Organizers of the event said its purpose was to persuade participants, who include representatives of the European Parliament, the European Defense Agency, NATO, private security organizations and others, to promote "a comprehensive policy approach to cyber-security among EU institutions."
Laar said that goal is imperative to keeping the continent safe from the kind of cyberattacks that Estonia endured four years ago, Estonian broadcaster ERR reported.
"If we are serious about the possible damage that bombs and bullets can cause, then we should also give serious consideration to the dangers that can be sent through global networks, because they can be used to strike at a country's energy security, and damage its economy and intellectual property," Laar said.
Estonia was hit with a 3-week barrage of cyberattacks in 2007 aimed at disabling Web sites for its government, private companies, political parties, banks and newspapers.

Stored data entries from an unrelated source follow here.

use crate::config::StorageConfig;
use anyhow::{Context, Result};
use mime_guess::mime;
use std::path::{Path, PathBuf};
use tokio::fs;
use tracing::{debug, info};

/// Writes uploaded images under the media root and maps stored paths to URLs.
pub struct MediaStorage {
    media_root: PathBuf,
    upload_dir: String,
    media_url: String,
}

impl MediaStorage {
    #[must_use]
    pub fn new(config: &StorageConfig) -> Self {
        Self {
            media_root: PathBuf::from(&config.media_root),
            upload_dir: config.upload_dir.trim_matches('/').to_string(),
            media_url: config.media_url.trim_end_matches('/').to_string(),
        }
    }

    #[must_use]
    pub fn media_root(&self) -> &Path {
        &self.media_root
    }

    /// URL prefix stored files are served under, without a trailing slash.
    #[must_use]
    pub fn media_url(&self) -> &str {
        &self.media_url
    }

    pub async fn ensure_dirs(&self) -> Result<()> {
        let dir = self.media_root.join(&self.upload_dir);
        fs::create_dir_all(&dir)
            .await
            .with_context(|| format!("Failed to create upload directory {}", dir.display()))
    }

    /// Stores `bytes` under a fresh random name, keeping the original
    /// extension only when it is a known image type. Returns the path
    /// relative to the media root, always `/`-separated.
    pub async fn save_upload(
        &self,
        original_name: Option<&str>,
        bytes: &[u8],
    ) -> Result<String> {
        self.ensure_dirs().await?;

        let filename = format!(
            "{}.{}",
            uuid::Uuid::new_v4().simple(),
            stored_extension(original_name)
        );
        let relative = format!("{}/{}", self.upload_dir, filename);
        let absolute = self.absolute_path(&relative);

        fs::write(&absolute, bytes)
            .await
            .with_context(|| format!("Failed to write upload to {}", absolute.display()))?;

        info!(path = %absolute.display(), size = bytes.len(), "Stored upload");

        Ok(relative)
    }

    /// Deletes a stored file. A file that is already gone is not an error.
    pub async fn remove(&self, relative: &str) -> Result<()> {
        let path = self.absolute_path(relative);
        match fs::remove_file(&path).await {
            Ok(()) => {
                debug!(path = %path.display(), "Removed upload");
                Ok(())
            }
            Err(e) if e.kind() == std::io::ErrorKind::NotFound => Ok(()),
            Err(e) => {
                Err(e).with_context(|| format!("Failed to remove upload {}", path.display()))
            }
        }
    }

    #[must_use]
    pub fn absolute_path(&self, relative: &str) -> PathBuf {
        self.media_root.join(relative)
    }

    #[must_use]
    pub fn public_url(&self, relative: &str) -> String {
        format!("{}/{}", self.media_url, relative.trim_start_matches('/'))
    }
}

fn stored_extension(original_name: Option<&str>) -> String {
    original_name
        .and_then(|name| Path::new(name).extension())
        .and_then(|ext| ext.to_str())
        .map(str::to_ascii_lowercase)
        .filter(|ext| {
            mime_guess::from_ext(ext)
                .first()
                .is_some_and(|m| m.type_() == mime::IMAGE)
        })
        .unwrap_or_else(|| "bin".to_string())
}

Tallinn, which blamed the attacks on Russian agents, estimated the financial damages from the episode at $27.5 million-$40.5 million.
Laar said the current EU approach to cyberthreats should be overhauled to protect the bloc as a whole.

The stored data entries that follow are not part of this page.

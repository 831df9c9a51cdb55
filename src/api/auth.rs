use axum::{
    Json,
    extract::{FromRequestParts, Request, State},
    http::{StatusCode, header::AUTHORIZATION, request::Parts},
    middleware::Next,
    response::{IntoResponse, Response},
};
use std::sync::Arc;

use super::{
    AccessResponse, ApiError, AppState, RefreshRequest, RegisterRequest, RegisterResponse,
    TokenRequest,
};
use crate::services::{AuthUser, TokenPair, UserProfile};

const MISSING_CREDENTIALS: &str = "Authentication credentials were not provided.";

// ============================================================================
// Middleware
// ============================================================================

/// Verifies `Authorization: Bearer <access>` and inserts the caller as an
/// [`AuthUser`] extension. Short-circuits with 401 otherwise.
///
/// The caller is copied onto the response too, where the request logging
/// middleware picks it up.
pub async fn auth_middleware(
    State(state): State<Arc<AppState>>,
    mut request: Request,
    next: Next,
) -> Result<Response, ApiError> {
    let token =
        bearer_token(&request).ok_or_else(|| ApiError::unauthorized(MISSING_CREDENTIALS))?;

    let user = state.auth_service.authenticate(token).await?;
    request.extensions_mut().insert(user.clone());

    let mut response = next.run(request).await;
    response.extensions_mut().insert(user);
    Ok(response)
}

fn bearer_token(request: &Request) -> Option<&str> {
    request
        .headers()
        .get(AUTHORIZATION)
        .and_then(|value| value.to_str().ok())
        .and_then(|value| value.strip_prefix("Bearer "))
        .map(str::trim)
        .filter(|token| !token.is_empty())
}

impl<S> FromRequestParts<S> for AuthUser
where
    S: Send + Sync,
{
    type Rejection = ApiError;

    async fn from_request_parts(parts: &mut Parts, _state: &S) -> Result<Self, Self::Rejection> {
        parts
            .extensions
            .get::<Self>()
            .cloned()
            .ok_or_else(|| ApiError::unauthorized(MISSING_CREDENTIALS))
    }
}

// ============================================================================
// Handlers
// ============================================================================

/// POST /users/register/
pub async fn register(
    State(state): State<Arc<AppState>>,
    Json(payload): Json<RegisterRequest>,
) -> Result<impl IntoResponse, ApiError> {
    let user = state.auth_service.register(payload.into()).await?;

    Ok((
        StatusCode::CREATED,
        Json(RegisterResponse {
            user,
            message: "User created successfully",
        }),
    ))
}

/// POST /users/token/
/// Exchange username and password for an access/refresh token pair
pub async fn obtain_token(
    State(state): State<Arc<AppState>>,
    Json(payload): Json<TokenRequest>,
) -> Result<Json<TokenPair>, ApiError> {
    let pair = state
        .auth_service
        .obtain_tokens(&payload.username, &payload.password)
        .await?;

    Ok(Json(pair))
}

/// POST /users/token/refresh/
pub async fn refresh_token(
    State(state): State<Arc<AppState>>,
    Json(payload): Json<RefreshRequest>,
) -> Result<Json<AccessResponse>, ApiError> {
    let access = state.auth_service.refresh_access(&payload.refresh).await?;
    Ok(Json(AccessResponse { access }))
}

/// GET /users/me/
pub async fn me(
    State(state): State<Arc<AppState>>,
    user: AuthUser,
) -> Result<Json<UserProfile>, ApiError> {
    let profile = state.auth_service.get_profile(user.id).await?;
    Ok(Json(profile))
}
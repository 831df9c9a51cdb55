//! Stand-in predictor used until a trained model is wired in.
//!
//! It runs the same preprocessing a real model would need (decode, RGB,
//! square resize, `[0, 1]` normalisation) so unreadable uploads are rejected
//! exactly as they would be in production, then returns a fixed diagnosis.

use image::ImageReader;
use image::imageops::FilterType;
use ndarray::Array4;
use std::path::{Path, PathBuf};
use std::sync::OnceLock;
use thiserror::Error;
use tracing::{debug, info};

use super::{Diagnosis, Prediction, PredictionFailure, Predictor};

static MODEL: OnceLock<ModelHandle> = OnceLock::new();

/// Process-wide model handle. Loaded once on first use and never replaced.
#[derive(Debug)]
pub struct ModelHandle {
    name: &'static str,
}

impl ModelHandle {
    fn load() -> Self {
        info!("Initialising placeholder crop disease model");
        Self {
            name: "PLACEHOLDER_MODEL",
        }
    }

    /// Returns the shared handle, initialising it on the first call.
    pub fn get() -> &'static Self {
        MODEL.get_or_init(Self::load)
    }

    #[must_use]
    pub const fn name(&self) -> &'static str {
        self.name
    }
}

#[derive(Debug, Error)]
pub enum PreprocessError {
    #[error("cannot read image {}: {source}", path.display())]
    Read {
        path: PathBuf,
        source: std::io::Error,
    },

    #[error("cannot decode image {}: {source}", path.display())]
    Decode {
        path: PathBuf,
        source: image::ImageError,
    },

    #[error("input size must be greater than zero")]
    ZeroInputSize,
}

/// Decodes `path` into a `[1, size, size, 3]` tensor with values in `[0, 1]`.
pub fn preprocess_image(path: &Path, size: u32) -> Result<Array4<f32>, PreprocessError> {
    if size == 0 {
        return Err(PreprocessError::ZeroInputSize);
    }

    // Sniff the format from the content; stored names may carry a generic extension
    let img = ImageReader::open(path)
        .and_then(ImageReader::with_guessed_format)
        .map_err(|e| PreprocessError::Read {
            path: path.to_path_buf(),
            source: e,
        })?
        .decode()
        .map_err(|e| PreprocessError::Decode {
            path: path.to_path_buf(),
            source: e,
        })?;

    let rgb = image::imageops::resize(&img.to_rgb8(), size, size, FilterType::CatmullRom);
    let side = size as usize;

    Ok(Array4::from_shape_fn((1, side, side, 3), |(_, y, x, c)| {
        #[allow(clippy::cast_possible_truncation)]
        let pixel = rgb.get_pixel(x as u32, y as u32);
        f32::from(pixel[c]) / 255.0
    }))
}

pub struct PlaceholderPredictor {
    input_size: u32,
}

impl PlaceholderPredictor {
    #[must_use]
    pub const fn new(input_size: u32) -> Self {
        Self { input_size }
    }

    fn fixed_diagnosis() -> Diagnosis {
        Diagnosis {
            disease: "Sample Disease (Placeholder)".to_string(),
            confidence: 0.85,
            description:
                "This is a placeholder response. Please integrate your actual ML model."
                    .to_string(),
            suggested_actions: vec![
                "Monitor the crop regularly".to_string(),
                "Apply appropriate fungicide if needed".to_string(),
                "Ensure proper irrigation".to_string(),
            ],
        }
    }
}

impl Predictor for PlaceholderPredictor {
    fn predict(&self, image_path: &Path) -> anyhow::Result<Prediction> {
        let model = ModelHandle::get();

        let tensor = match preprocess_image(image_path, self.input_size) {
            Ok(tensor) => tensor,
            Err(e) => return Ok(Prediction::Failure(PredictionFailure::new(e))),
        };

        debug!(
            model = model.name(),
            shape = ?tensor.shape(),
            path = %image_path.display(),
            "Image preprocessed"
        );

        Ok(Prediction::Diagnosis(Self::fixed_diagnosis()))
    }
}
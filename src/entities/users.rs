use sea_orm::entity::prelude::*;

#[derive(Clone, Debug, PartialEq, Eq, DeriveEntityModel)]
#[sea_orm(table_name = "users")]
pub struct Model {
    #[sea_orm(primary_key)]
    pub id: i32,

    #[sea_orm(unique)]
    pub username: String,

    pub email: String,

    pub first_name: String,

    pub last_name: String,

    /// Argon2id password hash
    pub password_hash: String,

    pub created_at: String,

    pub updated_at: String,
}

#[derive(Copy, Clone, Debug, EnumIter, DeriveRelation)]
pub enum Relation {
    #[sea_orm(has_many = "super::crop_analyses::Entity")]
    CropAnalyses,
}

impl Related<super::crop_analyses::Entity> for Entity {
    fn to() -> RelationDef {
        Relation::CropAnalyses.def()
    }
}

impl ActiveModelBehavior for ActiveModel {}
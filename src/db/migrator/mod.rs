use sea_orm_migration::prelude::*;

mod m20260301_initial;

pub struct Migrator;

#[async_trait::async_trait]
impl MigratorTrait for Migrator {
    fn migrations() -> Vec<Box<dyn MigrationTrait>> {
        vec![Box::new(m20260301_initial::Migration)]
    }
}
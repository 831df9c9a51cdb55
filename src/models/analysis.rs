use serde_json::Value;

use crate::entities::crop_analyses;

/// A persisted analysis attempt. `result` stays `None` until the predictor
/// has produced a diagnosis for the stored image.
#[derive(Debug, Clone, PartialEq)]
pub struct AnalysisRecord {
    pub id: i32,
    pub user_id: i32,
    pub image: String,
    pub result: Option<Value>,
    pub created_at: String,
}

impl From<crop_analyses::Model> for AnalysisRecord {
    fn from(model: crop_analyses::Model) -> Self {
        Self {
            id: model.id,
            user_id: model.user_id,
            image: model.image,
            result: model.result,
            created_at: model.created_at,
        }
    }
}
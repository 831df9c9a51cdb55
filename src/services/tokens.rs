//! JWT access/refresh token issuance and verification.

use chrono::{Duration, Utc};
use jsonwebtoken::{Algorithm, DecodingKey, EncodingKey, Header, Validation};
use serde::{Deserialize, Serialize};
use thiserror::Error;

use crate::config::AuthConfig;

#[derive(Debug, Clone, Copy, PartialEq, Eq, Serialize, Deserialize)]
#[serde(rename_all = "lowercase")]
pub enum TokenType {
    Access,
    Refresh,
}

#[derive(Debug, Clone, Serialize, Deserialize)]
pub struct Claims {
    /// User id
    pub sub: String,
    pub exp: i64,
    pub iat: i64,
    pub jti: String,
    pub token_type: TokenType,
}

impl Claims {
    pub fn user_id(&self) -> Result<i32, TokenError> {
        self.sub.parse().map_err(|_| TokenError::Invalid)
    }
}

#[derive(Debug, Error)]
pub enum TokenError {
    #[error("Token is invalid or expired")]
    Invalid,

    #[error("Token has wrong type")]
    WrongType,

    #[error("Failed to sign token: {0}")]
    Encode(#[from] jsonwebtoken::errors::Error),
}

#[derive(Debug, Clone, PartialEq, Eq, Serialize)]
pub struct TokenPair {
    pub access: String,
    pub refresh: String,
}

#[derive(Clone)]
pub struct TokenIssuer {
    encoding: EncodingKey,
    decoding: DecodingKey,
    access_ttl: Duration,
    refresh_ttl: Duration,
}

impl TokenIssuer {
    #[must_use]
    pub fn new(secret: &[u8], access_ttl: Duration, refresh_ttl: Duration) -> Self {
        Self {
            encoding: EncodingKey::from_secret(secret),
            decoding: DecodingKey::from_secret(secret),
            access_ttl,
            refresh_ttl,
        }
    }

    #[must_use]
    pub fn from_config(config: &AuthConfig) -> Self {
        Self::new(
            config.jwt_secret.as_bytes(),
            Duration::minutes(config.access_token_minutes),
            Duration::days(config.refresh_token_days),
        )
    }

    pub fn issue_pair(&self, user_id: i32) -> Result<TokenPair, TokenError> {
        Ok(TokenPair {
            access: self.issue(user_id, TokenType::Access)?,
            refresh: self.issue(user_id, TokenType::Refresh)?,
        })
    }

    pub fn issue(&self, user_id: i32, token_type: TokenType) -> Result<String, TokenError> {
        let now = Utc::now();
        let ttl = match token_type {
            TokenType::Access => self.access_ttl,
            TokenType::Refresh => self.refresh_ttl,
        };

        let claims = Claims {
            sub: user_id.to_string(),
            exp: (now + ttl).timestamp(),
            iat: now.timestamp(),
            jti: uuid::Uuid::new_v4().simple().to_string(),
            token_type,
        };

        Ok(jsonwebtoken::encode(
            &Header::new(Algorithm::HS256),
            &claims,
            &self.encoding,
        )?)
    }

    /// Decodes `token`, checking signature, expiry and that it is of `expected` type.
    pub fn verify(&self, token: &str, expected: TokenType) -> Result<Claims, TokenError> {
        let mut validation = Validation::new(Algorithm::HS256);
        validation.validate_exp = true;

        let claims = jsonwebtoken::decode::<Claims>(token, &self.decoding, &validation)
            .map(|data| data.claims)
            .map_err(|_| TokenError::Invalid)?;

        if claims.token_type != expected {
            return Err(TokenError::WrongType);
        }

        Ok(claims)
    }
}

To do so, however, the member nations need to iron out many questions and grey areas -- such as, what exactly constitutes a "cyberattack" and sabotage? How would a cyberthreat's damage potential to critical infrastructure be quickly assessed and responded to?
As it now stands, it's mainly private companies that respond to such threats. To develop an EU-wide security policy, it may become necessary to at least partially cede those functions to governments. And if so, public private partnerships allowing for knowledge-sharing with cybersecurity companies would need to hammered out, conference organizers said.

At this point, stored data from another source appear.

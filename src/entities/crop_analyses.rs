use sea_orm::entity::prelude::*;

#[derive(Clone, Debug, PartialEq, Eq, DeriveEntityModel)]
#[sea_orm(table_name = "crop_analyses")]
pub struct Model {
    #[sea_orm(primary_key)]
    pub id: i32,

    pub user_id: i32,

    /// Stored image path, relative to the media root
    pub image: String,

    /// Predictor payload. Null while the analysis is still running.
    pub result: Option<Json>,

    pub created_at: String,
}

#[derive(Copy, Clone, Debug, EnumIter, DeriveRelation)]
pub enum Relation {
    #[sea_orm(
        belongs_to = "super::users::Entity",
        from = "Column::UserId",
        to = "super::users::Column::Id",
        on_update = "NoAction",
        on_delete = "Cascade"
    )]
    Users,
}

impl Related<super::users::Entity> for Entity {
    fn to() -> RelationDef {
        Relation::Users.def()
    }
}

impl ActiveModelBehavior for ActiveModel {}
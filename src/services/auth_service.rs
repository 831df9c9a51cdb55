//! Domain service for accounts and token-based authentication.
//!
//! Handles registration, credential checks, token issuance and refresh, and
//! resolving a bearer token back to the user it was issued for.

use serde::Serialize;
use thiserror::Error;

use crate::db::User;
use crate::services::tokens::{TokenError, TokenPair};
use crate::services::validation::{FieldErrors, Registration};

/// Errors specific to authentication operations.
#[derive(Debug, Error)]
pub enum AuthError {
    #[error("Validation failed: {0}")]
    Validation(FieldErrors),

    #[error("No active account found with the given credentials")]
    InvalidCredentials,

    #[error("Token is invalid or expired")]
    InvalidToken,

    #[error("User not found")]
    UserNotFound,

    #[error("Database error: {0}")]
    Database(String),

    #[error("Internal error: {0}")]
    Internal(String),
}

impl From<sea_orm::DbErr> for AuthError {
    fn from(err: sea_orm::DbErr) -> Self {
        Self::Database(err.to_string())
    }
}

impl From<anyhow::Error> for AuthError {
    fn from(err: anyhow::Error) -> Self {
        Self::Internal(err.to_string())
    }
}

impl From<TokenError> for AuthError {
    fn from(err: TokenError) -> Self {
        match err {
            TokenError::Invalid | TokenError::WrongType => Self::InvalidToken,
            TokenError::Encode(e) => Self::Internal(format!("Failed to sign token: {e}")),
        }
    }
}

/// Public view of an account.
#[derive(Debug, Clone, PartialEq, Eq, Serialize)]
pub struct UserProfile {
    pub id: i32,
    pub username: String,
    pub email: String,
    pub first_name: String,
    pub last_name: String,
}

impl From<User> for UserProfile {
    fn from(user: User) -> Self {
        Self {
            id: user.id,
            username: user.username,
            email: user.email,
            first_name: user.first_name,
            last_name: user.last_name,
        }
    }
}

/// The caller a verified access token belongs to.
#[derive(Debug, Clone, PartialEq, Eq)]
pub struct AuthUser {
    pub id: i32,
    pub username: String,
}

/// Domain service trait for authentication.
#[async_trait::async_trait]
pub trait AuthService: Send + Sync {
    /// Validates and creates a new account.
    ///
    /// # Errors
    ///
    /// Returns [`AuthError::Validation`] listing every field problem, including
    /// a duplicate username.
    async fn register(&self, input: Registration) -> Result<UserProfile, AuthError>;

    /// Checks credentials and issues an access/refresh token pair.
    ///
    /// # Errors
    ///
    /// Returns [`AuthError::InvalidCredentials`] if login fails.
    async fn obtain_tokens(&self, username: &str, password: &str) -> Result<TokenPair, AuthError>;

    /// Exchanges a refresh token for a new access token.
    async fn refresh_access(&self, refresh_token: &str) -> Result<String, AuthError>;

    /// Resolves an access token to its user. Tokens for deleted users are rejected.
    async fn authenticate(&self, access_token: &str) -> Result<AuthUser, AuthError>;

    /// Gets the profile of a specific user.
    async fn get_profile(&self, user_id: i32) -> Result<UserProfile, AuthError>;
}
pub mod prelude;

pub mod crop_analyses;
pub mod users;
use serde::Serialize;
use std::collections::BTreeMap;

const MAX_NAME_LEN: usize = 150;
const MIN_PASSWORD_LEN: usize = 8;

/// Field name to list of problems with that field.
#[derive(Debug, Clone, Default, PartialEq, Eq, Serialize)]
#[serde(transparent)]
pub struct FieldErrors(BTreeMap<String, Vec<String>>);

impl FieldErrors {
    #[must_use]
    pub fn new() -> Self {
        Self::default()
    }

    pub fn single(field: &str, message: impl Into<String>) -> Self {
        let mut errors = Self::new();
        errors.add(field, message);
        errors
    }

    pub fn add(&mut self, field: &str, message: impl Into<String>) {
        self.0
            .entry(field.to_string())
            .or_default()
            .push(message.into());
    }

    #[must_use]
    pub fn is_empty(&self) -> bool {
        self.0.is_empty()
    }

    #[must_use]
    pub fn get(&self, field: &str) -> Option<&[String]> {
        self.0.get(field).map(Vec::as_slice)
    }

    pub fn into_result(self) -> Result<(), Self> {
        if self.is_empty() { Ok(()) } else { Err(self) }
    }
}

impl std::fmt::Display for FieldErrors {
    fn fmt(&self, f: &mut std::fmt::Formatter<'_>) -> std::fmt::Result {
        let parts: Vec<String> = self
            .0
            .iter()
            .map(|(field, messages)| format!("{field}: {}", messages.join(" ")))
            .collect();
        write!(f, "{}", parts.join("; "))
    }
}

/// Account fields submitted for registration.
#[derive(Debug, Clone, Default)]
pub struct Registration {
    pub username: String,
    pub email: String,
    pub password: String,
    pub password2: String,
    pub first_name: String,
    pub last_name: String,
}

/// Checks every field rule that does not need the database.
pub fn validate_registration(input: &Registration) -> Result<(), FieldErrors> {
    let mut errors = FieldErrors::new();

    if let Err(msg) = validate_username(&input.username) {
        errors.add("username", msg);
    }

    if let Err(msg) = validate_email(&input.email) {
        errors.add("email", msg);
    }

    for msg in password_problems(&input.password) {
        errors.add("password", msg);
    }

    if input.password != input.password2 {
        errors.add("password2", "Password fields didn't match.");
    }

    for (field, value) in [
        ("first_name", &input.first_name),
        ("last_name", &input.last_name),
    ] {
        if value.chars().count() > MAX_NAME_LEN {
            errors.add(
                field,
                format!("Ensure this field has no more than {MAX_NAME_LEN} characters."),
            );
        }
    }

    errors.into_result()
}

pub fn validate_username(username: &str) -> Result<(), &'static str> {
    if username.trim().is_empty() {
        return Err("This field may not be blank.");
    }

    if username.chars().count() > MAX_NAME_LEN {
        return Err("Ensure this field has no more than 150 characters.");
    }

    if !username
        .chars()
        .all(|c| c.is_alphanumeric() || matches!(c, '@' | '.' | '+' | '-' | '_'))
    {
        return Err(
            "Enter a valid username. This value may contain only letters, \
             numbers, and @/./+/-/_ characters.",
        );
    }

    Ok(())
}

pub fn validate_email(email: &str) -> Result<(), &'static str> {
    let email = email.trim();
    if email.is_empty() {
        return Err("This field may not be blank.");
    }

    let valid = match email.split_once('@') {
        Some((local, domain)) => {
            !local.is_empty()
                && !domain.contains('@')
                && domain.contains('.')
                && !domain.starts_with('.')
                && !domain.ends_with('.')
                && !email.chars().any(char::is_whitespace)
        }
        None => false,
    };

    if valid {
        Ok(())
    } else {
        Err("Enter a valid email address.")
    }
}

pub fn password_problems(password: &str) -> Vec<&'static str> {
    if password.is_empty() {
        return vec!["This field may not be blank."];
    }

    let mut problems = Vec::new();
    if password.chars().count() < MIN_PASSWORD_LEN {
        problems.push("This password is too short. It must contain at least 8 characters.");
    }
    if password.chars().all(|c| c.is_ascii_digit()) {
        problems.push("This password is entirely numeric.");
    }
    problems
}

Several other knotty problems also need to be overcome. For instance, which country has legal jurisdiction over attacks conducted through stateless "cyberspace" -- the originating country or the target nation?
Although these questions have been discussed many times in recent years, there are still no clear answers, which organizers of the conference -- entitled "Shared Threats, Shared Solutions: Towards a European Cyber Policy" -- sought to address.
One the keynote speakers was Cecilia Malmstrom, member of the European Commission responsible for Home Affairs, who at an April cybercrime conference in Budapest called for new action, declaring, "cyberattacks in the world (are) on the rise and the cost of cybercrime is skyrocketing."
Malmstrom said she is working with European Commission Vice President Neelie Kroes and EU foreign affairs and security chief Catherine Ashton in "coordinating a joint response to the challenges we are facing."
Included in that effort, she said, will be the establishment of a European cybercrime center by 2013, which "will become the focal point in the EU's fight against cybercrime and it will also ensure faster reactions in the event of cyberattacks."
NATO is also seeking to play a role in the formulation of a single European cybersecurity policy. Assistant Secretary-General Gabor Iklody told participants at Tuesday's roundtable that closer cooperation between the alliance and the EU is a key part of NATO's updating of its own computer security systems, Defense News reported.